If "core" shows up in a line of the material, return that line.

- - - - -

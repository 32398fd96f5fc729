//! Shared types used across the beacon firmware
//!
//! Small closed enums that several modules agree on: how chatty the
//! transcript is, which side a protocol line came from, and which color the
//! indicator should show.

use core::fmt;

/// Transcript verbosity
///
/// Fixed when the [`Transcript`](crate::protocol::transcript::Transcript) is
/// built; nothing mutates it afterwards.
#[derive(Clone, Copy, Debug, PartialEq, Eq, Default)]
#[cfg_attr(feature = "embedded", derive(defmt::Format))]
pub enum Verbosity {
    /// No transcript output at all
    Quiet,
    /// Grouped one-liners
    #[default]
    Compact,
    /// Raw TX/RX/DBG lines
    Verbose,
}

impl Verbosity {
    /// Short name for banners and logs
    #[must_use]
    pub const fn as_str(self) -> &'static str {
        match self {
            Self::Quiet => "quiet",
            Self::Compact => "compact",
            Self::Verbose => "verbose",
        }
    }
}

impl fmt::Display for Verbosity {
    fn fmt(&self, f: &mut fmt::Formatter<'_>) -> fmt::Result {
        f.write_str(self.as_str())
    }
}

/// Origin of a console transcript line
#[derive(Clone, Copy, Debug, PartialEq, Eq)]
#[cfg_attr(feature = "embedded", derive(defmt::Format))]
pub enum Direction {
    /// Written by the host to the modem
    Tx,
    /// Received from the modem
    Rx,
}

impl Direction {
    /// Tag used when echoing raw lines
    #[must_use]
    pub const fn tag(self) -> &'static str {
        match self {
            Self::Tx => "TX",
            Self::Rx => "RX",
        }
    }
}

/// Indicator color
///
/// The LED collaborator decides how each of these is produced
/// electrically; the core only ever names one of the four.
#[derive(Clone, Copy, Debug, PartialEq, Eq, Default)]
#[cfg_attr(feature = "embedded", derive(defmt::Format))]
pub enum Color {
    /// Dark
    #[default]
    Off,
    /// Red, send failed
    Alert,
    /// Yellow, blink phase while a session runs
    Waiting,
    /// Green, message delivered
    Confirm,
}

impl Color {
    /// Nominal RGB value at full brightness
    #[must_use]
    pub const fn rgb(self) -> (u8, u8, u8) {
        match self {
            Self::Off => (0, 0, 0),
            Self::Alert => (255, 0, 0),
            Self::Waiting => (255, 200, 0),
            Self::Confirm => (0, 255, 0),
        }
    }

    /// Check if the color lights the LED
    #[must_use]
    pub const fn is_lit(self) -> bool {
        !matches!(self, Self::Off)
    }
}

- - - - -

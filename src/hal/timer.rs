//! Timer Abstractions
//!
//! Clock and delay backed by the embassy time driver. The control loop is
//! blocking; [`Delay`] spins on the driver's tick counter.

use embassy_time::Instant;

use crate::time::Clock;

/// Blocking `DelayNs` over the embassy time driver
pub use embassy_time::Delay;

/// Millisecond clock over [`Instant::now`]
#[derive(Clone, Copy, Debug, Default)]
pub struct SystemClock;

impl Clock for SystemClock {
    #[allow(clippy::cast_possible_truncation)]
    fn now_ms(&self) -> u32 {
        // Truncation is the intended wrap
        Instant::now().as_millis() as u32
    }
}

- - - - -

→ Your solution
use core::fmt;
/// electrically; the core only ever names one of the four.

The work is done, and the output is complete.